Saved data entries
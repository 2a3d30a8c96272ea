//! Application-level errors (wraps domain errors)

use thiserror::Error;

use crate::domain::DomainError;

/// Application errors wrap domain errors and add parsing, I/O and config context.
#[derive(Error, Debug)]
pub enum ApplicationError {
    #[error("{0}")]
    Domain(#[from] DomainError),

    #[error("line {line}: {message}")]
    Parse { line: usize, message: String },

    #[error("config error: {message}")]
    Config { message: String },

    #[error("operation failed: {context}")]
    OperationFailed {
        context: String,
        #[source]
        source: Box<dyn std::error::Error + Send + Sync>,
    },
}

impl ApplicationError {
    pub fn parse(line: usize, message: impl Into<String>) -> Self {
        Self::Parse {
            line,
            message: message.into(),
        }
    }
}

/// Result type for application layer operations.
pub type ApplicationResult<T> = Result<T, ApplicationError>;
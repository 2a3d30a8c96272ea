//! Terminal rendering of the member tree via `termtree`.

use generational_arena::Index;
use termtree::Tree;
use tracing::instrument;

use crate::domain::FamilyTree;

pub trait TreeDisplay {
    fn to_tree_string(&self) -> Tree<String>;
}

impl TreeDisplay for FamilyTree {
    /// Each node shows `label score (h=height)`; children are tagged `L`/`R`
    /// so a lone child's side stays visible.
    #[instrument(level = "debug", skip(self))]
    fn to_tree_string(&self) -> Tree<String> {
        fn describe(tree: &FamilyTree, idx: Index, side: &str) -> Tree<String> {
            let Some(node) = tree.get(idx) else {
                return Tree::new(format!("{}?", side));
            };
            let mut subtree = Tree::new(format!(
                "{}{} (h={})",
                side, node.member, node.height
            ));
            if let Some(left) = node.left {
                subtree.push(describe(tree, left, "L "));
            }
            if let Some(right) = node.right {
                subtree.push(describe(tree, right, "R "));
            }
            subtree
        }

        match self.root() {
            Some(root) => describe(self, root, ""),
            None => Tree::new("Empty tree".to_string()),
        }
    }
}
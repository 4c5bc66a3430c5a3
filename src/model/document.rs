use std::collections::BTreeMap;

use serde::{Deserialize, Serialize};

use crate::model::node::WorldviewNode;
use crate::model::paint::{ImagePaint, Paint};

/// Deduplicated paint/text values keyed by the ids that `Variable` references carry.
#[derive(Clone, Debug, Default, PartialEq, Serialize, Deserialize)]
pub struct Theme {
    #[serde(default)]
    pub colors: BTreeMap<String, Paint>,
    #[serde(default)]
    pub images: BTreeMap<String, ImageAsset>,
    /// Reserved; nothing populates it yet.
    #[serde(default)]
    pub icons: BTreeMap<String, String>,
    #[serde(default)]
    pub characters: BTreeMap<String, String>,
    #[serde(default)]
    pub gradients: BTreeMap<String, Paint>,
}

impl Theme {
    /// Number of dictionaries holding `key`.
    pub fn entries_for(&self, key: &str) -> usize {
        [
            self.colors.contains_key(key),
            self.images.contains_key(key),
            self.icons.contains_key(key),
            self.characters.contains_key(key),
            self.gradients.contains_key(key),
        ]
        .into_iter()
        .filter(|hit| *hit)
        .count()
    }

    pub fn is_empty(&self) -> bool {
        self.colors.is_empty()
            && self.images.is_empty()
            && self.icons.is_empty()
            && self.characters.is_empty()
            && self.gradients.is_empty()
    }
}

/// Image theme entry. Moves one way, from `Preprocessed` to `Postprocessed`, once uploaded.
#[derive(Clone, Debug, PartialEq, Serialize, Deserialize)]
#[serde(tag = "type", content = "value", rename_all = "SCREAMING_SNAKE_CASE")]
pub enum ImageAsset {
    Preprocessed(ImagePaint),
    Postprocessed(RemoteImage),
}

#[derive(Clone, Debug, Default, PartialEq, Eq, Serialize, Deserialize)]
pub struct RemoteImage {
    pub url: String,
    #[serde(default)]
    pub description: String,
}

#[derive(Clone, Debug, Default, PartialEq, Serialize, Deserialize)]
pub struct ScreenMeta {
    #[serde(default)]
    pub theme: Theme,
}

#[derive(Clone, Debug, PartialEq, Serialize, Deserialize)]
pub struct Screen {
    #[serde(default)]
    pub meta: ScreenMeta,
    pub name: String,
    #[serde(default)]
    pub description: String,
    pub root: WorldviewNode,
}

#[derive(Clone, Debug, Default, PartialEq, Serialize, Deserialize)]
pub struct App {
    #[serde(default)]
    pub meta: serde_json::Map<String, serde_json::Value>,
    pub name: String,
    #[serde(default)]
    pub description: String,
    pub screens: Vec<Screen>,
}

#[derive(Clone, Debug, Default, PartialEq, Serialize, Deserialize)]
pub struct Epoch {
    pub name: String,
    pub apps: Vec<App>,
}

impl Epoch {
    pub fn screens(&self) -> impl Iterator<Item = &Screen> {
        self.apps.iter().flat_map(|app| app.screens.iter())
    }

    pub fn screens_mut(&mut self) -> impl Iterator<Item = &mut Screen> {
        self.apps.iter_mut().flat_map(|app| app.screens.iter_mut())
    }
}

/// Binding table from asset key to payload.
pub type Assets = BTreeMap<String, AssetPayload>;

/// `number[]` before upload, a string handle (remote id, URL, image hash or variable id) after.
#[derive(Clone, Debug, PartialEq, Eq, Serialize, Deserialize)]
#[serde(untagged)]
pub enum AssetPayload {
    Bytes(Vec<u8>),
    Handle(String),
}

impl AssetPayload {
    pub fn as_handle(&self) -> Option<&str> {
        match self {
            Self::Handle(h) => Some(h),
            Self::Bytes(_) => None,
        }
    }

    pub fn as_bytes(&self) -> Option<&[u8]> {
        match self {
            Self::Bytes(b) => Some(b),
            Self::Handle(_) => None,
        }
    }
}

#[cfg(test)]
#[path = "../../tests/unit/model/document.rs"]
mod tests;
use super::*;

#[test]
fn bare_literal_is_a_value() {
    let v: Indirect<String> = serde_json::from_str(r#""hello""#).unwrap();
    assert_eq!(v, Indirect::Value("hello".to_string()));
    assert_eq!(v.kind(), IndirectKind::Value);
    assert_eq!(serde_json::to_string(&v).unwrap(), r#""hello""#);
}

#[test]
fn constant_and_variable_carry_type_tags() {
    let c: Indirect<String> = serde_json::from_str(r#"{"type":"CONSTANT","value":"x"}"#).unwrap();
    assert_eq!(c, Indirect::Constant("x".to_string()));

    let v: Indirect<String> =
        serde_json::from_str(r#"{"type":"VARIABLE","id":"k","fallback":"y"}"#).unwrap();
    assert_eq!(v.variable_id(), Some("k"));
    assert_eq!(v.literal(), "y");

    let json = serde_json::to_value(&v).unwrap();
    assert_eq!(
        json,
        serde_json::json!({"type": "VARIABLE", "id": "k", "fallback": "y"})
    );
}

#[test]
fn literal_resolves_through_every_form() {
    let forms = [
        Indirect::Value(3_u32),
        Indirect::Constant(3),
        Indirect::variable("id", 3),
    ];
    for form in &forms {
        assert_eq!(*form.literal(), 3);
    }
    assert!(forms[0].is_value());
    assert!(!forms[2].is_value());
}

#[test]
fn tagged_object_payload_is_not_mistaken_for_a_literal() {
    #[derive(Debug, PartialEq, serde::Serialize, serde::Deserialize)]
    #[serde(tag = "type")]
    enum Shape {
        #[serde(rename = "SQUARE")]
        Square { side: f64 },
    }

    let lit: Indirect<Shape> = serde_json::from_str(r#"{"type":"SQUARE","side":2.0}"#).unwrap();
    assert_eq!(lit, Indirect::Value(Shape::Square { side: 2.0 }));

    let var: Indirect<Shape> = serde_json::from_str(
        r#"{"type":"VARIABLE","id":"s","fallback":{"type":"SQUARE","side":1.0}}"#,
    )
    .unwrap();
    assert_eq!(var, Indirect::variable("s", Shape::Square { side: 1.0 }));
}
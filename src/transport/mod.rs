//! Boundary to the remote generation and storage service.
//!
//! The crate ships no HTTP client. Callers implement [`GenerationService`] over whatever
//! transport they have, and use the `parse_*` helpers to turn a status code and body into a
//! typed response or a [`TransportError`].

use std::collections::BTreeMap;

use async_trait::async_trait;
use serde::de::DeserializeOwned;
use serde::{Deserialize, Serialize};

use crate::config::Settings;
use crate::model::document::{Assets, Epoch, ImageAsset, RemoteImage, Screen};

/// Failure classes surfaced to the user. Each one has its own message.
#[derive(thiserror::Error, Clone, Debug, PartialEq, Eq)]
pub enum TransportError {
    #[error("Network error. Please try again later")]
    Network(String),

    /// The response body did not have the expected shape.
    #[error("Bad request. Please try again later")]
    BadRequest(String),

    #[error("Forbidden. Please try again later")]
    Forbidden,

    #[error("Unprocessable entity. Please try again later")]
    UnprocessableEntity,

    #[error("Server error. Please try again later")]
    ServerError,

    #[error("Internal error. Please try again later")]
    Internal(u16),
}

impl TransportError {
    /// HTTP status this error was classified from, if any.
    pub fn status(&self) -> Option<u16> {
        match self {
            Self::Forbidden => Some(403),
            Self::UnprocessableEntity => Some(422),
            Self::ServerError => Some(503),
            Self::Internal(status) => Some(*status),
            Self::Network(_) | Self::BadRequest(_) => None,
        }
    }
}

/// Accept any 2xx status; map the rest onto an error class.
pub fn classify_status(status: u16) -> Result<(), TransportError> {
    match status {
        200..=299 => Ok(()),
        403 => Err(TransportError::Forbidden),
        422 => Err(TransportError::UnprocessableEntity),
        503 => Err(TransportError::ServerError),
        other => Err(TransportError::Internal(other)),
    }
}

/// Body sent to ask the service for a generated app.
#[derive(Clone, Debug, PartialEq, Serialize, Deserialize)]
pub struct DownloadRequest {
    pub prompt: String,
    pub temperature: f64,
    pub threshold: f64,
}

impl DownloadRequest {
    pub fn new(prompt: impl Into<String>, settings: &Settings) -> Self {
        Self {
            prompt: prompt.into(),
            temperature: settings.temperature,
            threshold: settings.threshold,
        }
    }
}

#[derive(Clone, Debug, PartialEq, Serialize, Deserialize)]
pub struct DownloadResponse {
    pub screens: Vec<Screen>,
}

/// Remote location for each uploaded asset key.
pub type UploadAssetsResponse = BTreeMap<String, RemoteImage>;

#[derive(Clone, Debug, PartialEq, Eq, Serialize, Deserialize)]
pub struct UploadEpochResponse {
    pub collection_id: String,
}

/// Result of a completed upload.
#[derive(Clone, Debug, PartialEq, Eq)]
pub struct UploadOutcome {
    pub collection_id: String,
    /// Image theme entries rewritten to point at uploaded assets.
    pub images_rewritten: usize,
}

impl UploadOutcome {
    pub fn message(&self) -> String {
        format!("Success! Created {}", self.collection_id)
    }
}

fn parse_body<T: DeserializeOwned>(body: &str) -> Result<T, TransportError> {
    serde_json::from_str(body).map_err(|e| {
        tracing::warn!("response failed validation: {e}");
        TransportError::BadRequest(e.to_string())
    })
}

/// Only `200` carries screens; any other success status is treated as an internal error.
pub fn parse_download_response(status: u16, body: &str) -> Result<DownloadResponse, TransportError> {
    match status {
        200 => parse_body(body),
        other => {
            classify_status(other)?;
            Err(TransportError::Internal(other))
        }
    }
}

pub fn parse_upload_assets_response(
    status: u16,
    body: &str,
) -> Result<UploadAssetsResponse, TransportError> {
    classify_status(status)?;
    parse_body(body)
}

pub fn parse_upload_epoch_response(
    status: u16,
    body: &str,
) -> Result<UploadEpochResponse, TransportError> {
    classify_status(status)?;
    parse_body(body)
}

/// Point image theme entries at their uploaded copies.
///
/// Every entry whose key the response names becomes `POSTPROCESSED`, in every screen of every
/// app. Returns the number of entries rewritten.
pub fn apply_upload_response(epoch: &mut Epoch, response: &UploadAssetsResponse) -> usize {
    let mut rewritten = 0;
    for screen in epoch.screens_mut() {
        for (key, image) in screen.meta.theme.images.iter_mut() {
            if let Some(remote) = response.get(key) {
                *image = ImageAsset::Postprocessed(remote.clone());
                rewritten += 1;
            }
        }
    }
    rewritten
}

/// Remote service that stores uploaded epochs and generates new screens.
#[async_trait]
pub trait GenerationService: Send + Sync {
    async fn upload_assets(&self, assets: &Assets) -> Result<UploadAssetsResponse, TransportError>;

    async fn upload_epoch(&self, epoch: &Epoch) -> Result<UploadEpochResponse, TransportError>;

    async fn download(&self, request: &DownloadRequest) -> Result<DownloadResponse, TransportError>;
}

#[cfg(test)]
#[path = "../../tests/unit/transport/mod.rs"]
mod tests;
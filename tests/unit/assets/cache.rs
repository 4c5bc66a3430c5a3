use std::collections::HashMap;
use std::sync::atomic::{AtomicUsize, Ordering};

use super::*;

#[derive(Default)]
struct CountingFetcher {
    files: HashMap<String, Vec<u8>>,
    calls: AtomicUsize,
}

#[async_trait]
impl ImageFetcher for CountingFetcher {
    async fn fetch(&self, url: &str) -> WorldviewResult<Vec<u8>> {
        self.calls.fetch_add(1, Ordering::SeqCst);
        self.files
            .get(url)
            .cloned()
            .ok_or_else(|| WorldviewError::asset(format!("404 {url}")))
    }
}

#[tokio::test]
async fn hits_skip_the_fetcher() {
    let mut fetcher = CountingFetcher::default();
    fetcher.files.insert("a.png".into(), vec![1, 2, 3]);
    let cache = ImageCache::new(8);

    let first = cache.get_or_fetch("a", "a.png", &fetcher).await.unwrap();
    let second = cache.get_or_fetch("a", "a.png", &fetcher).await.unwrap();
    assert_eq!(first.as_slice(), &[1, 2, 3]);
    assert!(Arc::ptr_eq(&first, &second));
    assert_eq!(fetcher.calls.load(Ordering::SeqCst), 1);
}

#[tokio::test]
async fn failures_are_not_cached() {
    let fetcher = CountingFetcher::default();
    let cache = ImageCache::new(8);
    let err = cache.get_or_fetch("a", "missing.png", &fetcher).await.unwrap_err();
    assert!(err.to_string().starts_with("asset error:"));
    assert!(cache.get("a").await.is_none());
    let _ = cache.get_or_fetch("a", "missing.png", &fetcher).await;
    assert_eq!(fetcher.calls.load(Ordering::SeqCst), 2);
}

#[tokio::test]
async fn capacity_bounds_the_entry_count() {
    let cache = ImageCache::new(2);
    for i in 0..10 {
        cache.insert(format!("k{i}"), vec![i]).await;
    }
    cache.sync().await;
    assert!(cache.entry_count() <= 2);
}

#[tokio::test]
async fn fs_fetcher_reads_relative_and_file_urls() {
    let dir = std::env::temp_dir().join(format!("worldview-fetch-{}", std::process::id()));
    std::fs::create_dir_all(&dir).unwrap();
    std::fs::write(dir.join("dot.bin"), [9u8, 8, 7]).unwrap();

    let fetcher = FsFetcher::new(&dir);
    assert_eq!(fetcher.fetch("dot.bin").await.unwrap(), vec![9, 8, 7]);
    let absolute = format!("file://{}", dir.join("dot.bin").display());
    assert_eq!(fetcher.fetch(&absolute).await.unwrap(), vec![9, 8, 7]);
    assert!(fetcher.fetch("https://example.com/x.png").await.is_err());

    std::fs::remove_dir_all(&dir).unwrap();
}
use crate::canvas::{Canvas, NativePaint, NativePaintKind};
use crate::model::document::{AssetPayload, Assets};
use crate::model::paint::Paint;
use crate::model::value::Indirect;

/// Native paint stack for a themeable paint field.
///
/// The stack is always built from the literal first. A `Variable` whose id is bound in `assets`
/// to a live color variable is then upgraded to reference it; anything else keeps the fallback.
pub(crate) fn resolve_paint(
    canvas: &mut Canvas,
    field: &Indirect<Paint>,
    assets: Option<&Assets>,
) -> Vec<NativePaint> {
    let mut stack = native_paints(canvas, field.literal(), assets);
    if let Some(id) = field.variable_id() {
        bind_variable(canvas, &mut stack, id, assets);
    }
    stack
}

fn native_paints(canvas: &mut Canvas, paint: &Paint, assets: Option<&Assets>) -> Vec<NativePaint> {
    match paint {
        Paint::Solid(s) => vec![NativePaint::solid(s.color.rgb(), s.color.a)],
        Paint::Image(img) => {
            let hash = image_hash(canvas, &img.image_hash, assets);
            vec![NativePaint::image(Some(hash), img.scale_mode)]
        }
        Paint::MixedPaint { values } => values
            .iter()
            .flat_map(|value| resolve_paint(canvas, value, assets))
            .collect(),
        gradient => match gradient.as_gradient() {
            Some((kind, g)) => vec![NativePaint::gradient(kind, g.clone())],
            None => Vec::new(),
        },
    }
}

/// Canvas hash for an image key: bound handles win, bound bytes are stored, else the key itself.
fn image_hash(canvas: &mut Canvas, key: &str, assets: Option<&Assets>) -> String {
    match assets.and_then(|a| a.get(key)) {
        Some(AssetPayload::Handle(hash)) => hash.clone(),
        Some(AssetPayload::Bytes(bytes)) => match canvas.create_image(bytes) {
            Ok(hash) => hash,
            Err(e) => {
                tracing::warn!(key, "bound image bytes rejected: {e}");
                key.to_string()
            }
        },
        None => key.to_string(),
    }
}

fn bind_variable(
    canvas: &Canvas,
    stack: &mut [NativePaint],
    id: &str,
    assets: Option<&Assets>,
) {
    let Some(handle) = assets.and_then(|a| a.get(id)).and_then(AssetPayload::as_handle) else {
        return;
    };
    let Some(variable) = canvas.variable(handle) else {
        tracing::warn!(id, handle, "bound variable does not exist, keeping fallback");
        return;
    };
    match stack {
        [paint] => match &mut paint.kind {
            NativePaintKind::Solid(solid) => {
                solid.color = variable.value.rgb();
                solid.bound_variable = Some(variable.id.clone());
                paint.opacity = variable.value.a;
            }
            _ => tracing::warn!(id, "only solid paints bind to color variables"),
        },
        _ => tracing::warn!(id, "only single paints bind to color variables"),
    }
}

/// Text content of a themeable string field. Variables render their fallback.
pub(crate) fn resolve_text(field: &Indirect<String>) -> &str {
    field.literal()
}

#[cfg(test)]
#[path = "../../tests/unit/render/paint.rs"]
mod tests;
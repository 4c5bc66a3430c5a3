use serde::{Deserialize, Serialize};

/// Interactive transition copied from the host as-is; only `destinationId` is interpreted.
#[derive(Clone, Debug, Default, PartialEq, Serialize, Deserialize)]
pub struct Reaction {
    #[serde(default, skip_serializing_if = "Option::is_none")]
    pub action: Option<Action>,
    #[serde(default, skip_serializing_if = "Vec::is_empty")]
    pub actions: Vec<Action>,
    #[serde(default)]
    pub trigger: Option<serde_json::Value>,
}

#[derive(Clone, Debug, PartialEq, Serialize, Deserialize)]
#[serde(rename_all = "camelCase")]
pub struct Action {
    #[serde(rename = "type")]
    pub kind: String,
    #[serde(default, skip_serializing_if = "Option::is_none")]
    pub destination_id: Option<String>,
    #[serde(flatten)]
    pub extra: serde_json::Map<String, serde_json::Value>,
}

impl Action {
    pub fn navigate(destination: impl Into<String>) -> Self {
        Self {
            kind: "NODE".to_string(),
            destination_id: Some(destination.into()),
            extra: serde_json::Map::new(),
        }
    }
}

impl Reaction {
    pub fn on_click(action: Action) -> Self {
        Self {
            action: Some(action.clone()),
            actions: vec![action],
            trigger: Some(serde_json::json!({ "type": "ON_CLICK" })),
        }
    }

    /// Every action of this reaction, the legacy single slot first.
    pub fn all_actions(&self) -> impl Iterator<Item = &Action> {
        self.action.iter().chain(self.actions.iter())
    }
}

Aim of the task
Extract every line of the records above that contains the word "FamilyTree".

Exercise answer
use crate::domain::FamilyTree;
impl TreeDisplay for FamilyTree {
        fn describe(tree: &FamilyTree, idx: Index, side: &str) -> Tree<String> {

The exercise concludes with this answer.